Pete, shorts are always common in exotic woods. Like someone else said, they seem to be getting shorter as time goes on.

We always staple our floors, with a Bostitch MIIIFS because I feel staples hold better than nails. Great gun for the professional IMO.


----------



## fixitpete (Nov 16, 2008)

Thanks! I think I'm just about ready... have to grab the Aquabar B and I think I have all my ducks in a row.

Thanks folks!


----------



## Deadhead Derek (Dec 3, 2008)

MALCO.New.York said:


> Run them 45 in the complimentary direction and the room would become "Weird". They need to run in the direction of the LONGEST VISIBLE span.


I agree with malco... to a point. if you have a bowling alley floor area, perpendicular to the long axis widens the room visually and can be a nice touch. I wouldn't run it on the 45. 
Same staple lengths everywhere.
Maple subfloor? really? Hell, pull it up, sell it to a cab shop, put down ply... or leave the maple, and put down a sheet of 1/8th or 1/4.
Braz. cherry is forgiving, though the lengths you have are a far sight less than the 6's and 8's I received.






My B. cherry in the background.


----------



## fixitpete (Nov 16, 2008)

Yes. The subfloor is basically 3/4" x 2-1/4" flooring over the joists. This is an old bungalow style home and I have to guess the morons that built it, didn't think it needed a subfloor. (UGH!) -- so this IS the subfloor. The irony is that it is a solid and silent floor, then again it is over 80 years old.

Those are some very nice lengths -- where did you get them from?


----------



## jamestrd (Oct 26, 2008)

unfinished floors will come in greater lengths if you get clear materials..you can also order "mill run" lengths and get average lengths of 4.5" and longer.

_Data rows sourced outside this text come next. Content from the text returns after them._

//! Two-engine PDF text extraction with fallback.

use std::fs;
use std::path::Path;

use tracing::{debug, warn};

use super::{backend_for, Result, TextBackend};
use crate::error::PdfError;
use crate::models::config::PdfConfig;

/// Extracts statement text, falling back to a second engine.
///
/// The primary engine is tried first. If it fails or returns only
/// whitespace, the secondary engine is tried. If both fail the error
/// carries both causes. A rejected password is returned immediately since
/// both engines share the same decryption step.
pub struct PdfExtractor {
    primary: Box<dyn TextBackend>,
    secondary: Box<dyn TextBackend>,
}

impl PdfExtractor {
    /// Create an extractor with pdf-extract first and lopdf as fallback.
    pub fn new() -> Self {
        Self::from_config(&PdfConfig::default())
    }

    /// Create an extractor with the configured engine order.
    pub fn from_config(config: &PdfConfig) -> Self {
        Self::with_backends(
            backend_for(config.primary_engine),
            backend_for(config.secondary_engine),
        )
    }

    /// Create an extractor from explicit engines.
    pub fn with_backends(primary: Box<dyn TextBackend>, secondary: Box<dyn TextBackend>) -> Self {
        Self { primary, secondary }
    }

    /// Read a PDF from disk and extract its text.
    pub fn extract_file(&self, path: &Path, password: &str) -> crate::Result<String> {
        let data = fs::read(path)?;
        debug!("Read {} bytes from {}", data.len(), path.display());
        Ok(self.extract(&data, password)?)
    }

    /// Extract the full text of a PDF held in memory.
    pub fn extract(&self, data: &[u8], password: &str) -> Result<String> {
        let primary_err = match run_backend(self.primary.as_ref(), data, password) {
            Ok(text) => return Ok(text),
            Err(e) if e.is_authentication() => return Err(e),
            Err(PdfError::Empty) => {
                warn!(
                    "{} returned empty text; attempting {} fallback",
                    self.primary.name(),
                    self.secondary.name()
                );
                PdfError::Empty
            }
            Err(e) => {
                debug!("{} extraction failed: {}", self.primary.name(), e);
                e
            }
        };

        let secondary_err = match run_backend(self.secondary.as_ref(), data, password) {
            Ok(text) => return Ok(text),
            Err(e) if e.is_authentication() => return Err(e),
            Err(e) => {
                debug!("{} extraction failed: {}", self.secondary.name(), e);
                e
            }
        };

        Err(PdfError::ExtractionFailed {
            primary: format!("{}: {}", self.primary.name(), primary_err),
            secondary: format!("{}: {}", self.secondary.name(), secondary_err),
        })
    }
}

impl Default for PdfExtractor {
    fn default() -> Self {
        Self::new()
    }
}

fn run_backend(backend: &dyn TextBackend, data: &[u8], password: &str) -> Result<String> {
    let text = backend.extract_text(data, password)?;
    let trimmed = text.trim();
    if trimmed.is_empty() {
        return Err(PdfError::Empty);
    }
    Ok(trimmed.to_string())
}

#[cfg(test)]
mod tests {
    use super::*;
    use std::sync::atomic::{AtomicUsize, Ordering};
    use std::sync::Arc;

    enum Behavior {
        Text(&'static str),
        Fail(&'static str),
        WrongPassword,
    }

    struct FakeBackend {
        name: &'static str,
        behavior: Behavior,
        calls: Arc<AtomicUsize>,
    }

    impl FakeBackend {
        fn boxed(name: &'static str, behavior: Behavior) -> (Box<dyn TextBackend>, Arc<AtomicUsize>) {
            let calls = Arc::new(AtomicUsize::new(0));
            let backend = FakeBackend {
                name,
                behavior,
                calls: Arc::clone(&calls),
            };
            (Box::new(backend), calls)
        }
    }

    impl TextBackend for FakeBackend {
        fn name(&self) -> &'static str {
            self.name
        }

        fn extract_text(&self, _data: &[u8], _password: &str) -> Result<String> {
            self.calls.fetch_add(1, Ordering::SeqCst);
            match self.behavior {
                Behavior::Text(text) => Ok(text.to_string()),
                Behavior::Fail(msg) => Err(PdfError::TextExtraction(msg.to_string())),
                Behavior::WrongPassword => Err(PdfError::InvalidPassword),
            }
        }
    }

    #[test]
    fn test_primary_success_skips_secondary() {
        let (primary, _) = FakeBackend::boxed("first", Behavior::Text("  New Balance $10.00 \n"));
        let (secondary, secondary_calls) = FakeBackend::boxed("second", Behavior::Text("other"));
        let extractor = PdfExtractor::with_backends(primary, secondary);

        let text = extractor.extract(b"", "").unwrap();
        assert_eq!(text, "New Balance $10.00");
        assert_eq!(secondary_calls.load(Ordering::SeqCst), 0);
    }

    #[test]
    fn test_empty_primary_falls_back() {
        let (primary, _) = FakeBackend::boxed("first", Behavior::Text(" \n\n "));
        let (secondary, secondary_calls) = FakeBackend::boxed("second", Behavior::Text("page one\n\npage two"));
        let extractor = PdfExtractor::with_backends(primary, secondary);

        let text = extractor.extract(b"", "").unwrap();
        assert_eq!(text, "page one\n\npage two");
        assert_eq!(secondary_calls.load(Ordering::SeqCst), 1);
    }

    #[test]
    fn test_failing_primary_falls_back() {
        let (primary, _) = FakeBackend::boxed("first", Behavior::Fail("bad font"));
        let (secondary, _) = FakeBackend::boxed("second", Behavior::Text("statement"));
        let extractor = PdfExtractor::with_backends(primary, secondary);

        assert_eq!(extractor.extract(b"", "").unwrap(), "statement");
    }

    #[test]
    fn test_both_failing_reports_both_causes() {
        let (primary, _) = FakeBackend::boxed("first", Behavior::Fail("bad font"));
        let (secondary, _) = FakeBackend::boxed("second", Behavior::Text("   "));
        let extractor = PdfExtractor::with_backends(primary, secondary);

        match extractor.extract(b"", "") {
            Err(PdfError::ExtractionFailed { primary, secondary }) => {
                assert_eq!(primary, "first: failed to extract text: bad font");
                assert_eq!(secondary, "second: no text content extracted");
            }
            other => panic!("expected ExtractionFailed, got {:?}", other),
        }
    }

    #[test]
    fn test_wrong_password_is_not_retried() {
        let (primary, _) = FakeBackend::boxed("first", Behavior::WrongPassword);
        let (secondary, secondary_calls) = FakeBackend::boxed("second", Behavior::Text("text"));
        let extractor = PdfExtractor::with_backends(primary, secondary);

        let err = extractor.extract(b"", "hunter2").unwrap_err();
        assert!(matches!(err, PdfError::InvalidPassword));
        assert_eq!(secondary_calls.load(Ordering::SeqCst), 0);
    }

    #[test]
    fn test_real_engines_on_garbage() {
        let extractor = PdfExtractor::new();
        let err = extractor.extract(b"this is not a pdf", "").unwrap_err();

        match err {
            PdfError::ExtractionFailed { primary, secondary } => {
                assert!(primary.starts_with("pdf-extract: failed to parse PDF"));
                assert!(secondary.starts_with("lopdf: failed to parse PDF"));
            }
            other => panic!("expected ExtractionFailed, got {:?}", other),
        }
    }

    #[test]
    fn test_missing_file_is_io_error() {
        let dir = tempfile::tempdir().unwrap();
        let err = PdfExtractor::new()
            .extract_file(&dir.path().join("missing.pdf"), "")
            .unwrap_err();
        assert!(matches!(err, crate::error::CardStmtError::Io(_)));
    }
}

wont get those lengths in pre finsihed floors in any moaterials or manufacturer..i have however seens nice long bamboo packaged in 6 ft lengths.

but think logically..

manufacturers weed out alot of bad materials for their packaging and final prodcut..aot of waste is utilized and for simple carton packaging, the lengths have to be accomodating.


----------



## Edger Boy (Dec 27, 2006)

Another reason for the short lengths is the flooring has to be cut short enough so when boxed and put on pallets, it is short enough to fit sideways in an eighteen wheeler.
Thats why I have most of my flooring milled locally to get the long lengths. All those shorts look realy bad on 5" wide or just plank flooring in general.
This is a photo of a current job we are doing. 3000 s.f. 3/4 x 5 Brazilian Cherry. The shortest plank was 3' and the longest is 16'. The average length is 12'


----------



## fixitpete (Nov 16, 2008)

What can I say? WOW! And I have questions. 

That is some VERY nice flooring!!!

Unfinished?

Looks to be clear grade?

Cost PSF?

:notworthy:notworthy


----------



## Edger Boy (Dec 27, 2006)

Pete, This is unfinished flooring and it is a clear grade. We have been buying flooring from local mills for many years and we pay for the flooring at the time of delivery so they treat us right. 

I will PM you the price.


----------



## fixitpete (Nov 16, 2008)

That is some SWEET material (ignore my PM as to if it is unfinished)


----------



## Rmccontracting (Dec 11, 2008)

Nice material Edger


----------



## lawndart (Dec 3, 2006)

fixitpete said:


> That is some SWEET material (ignore my PM as to if it is unfinished)


Pete, If you can deal with the sanding, and finishing process in your home, an unfinished floor looks, and feels much nicer than a prefinished floor.


----------



## fixitpete (Nov 16, 2008)

I totally agree about in-home finishing... the look can't be beat. Wife has me out voted on this one. )) She feels the finish will "last" better if applied in a "controlled" setting, and (I think the real reason) she does not want to deal with the fumes on account of the baby.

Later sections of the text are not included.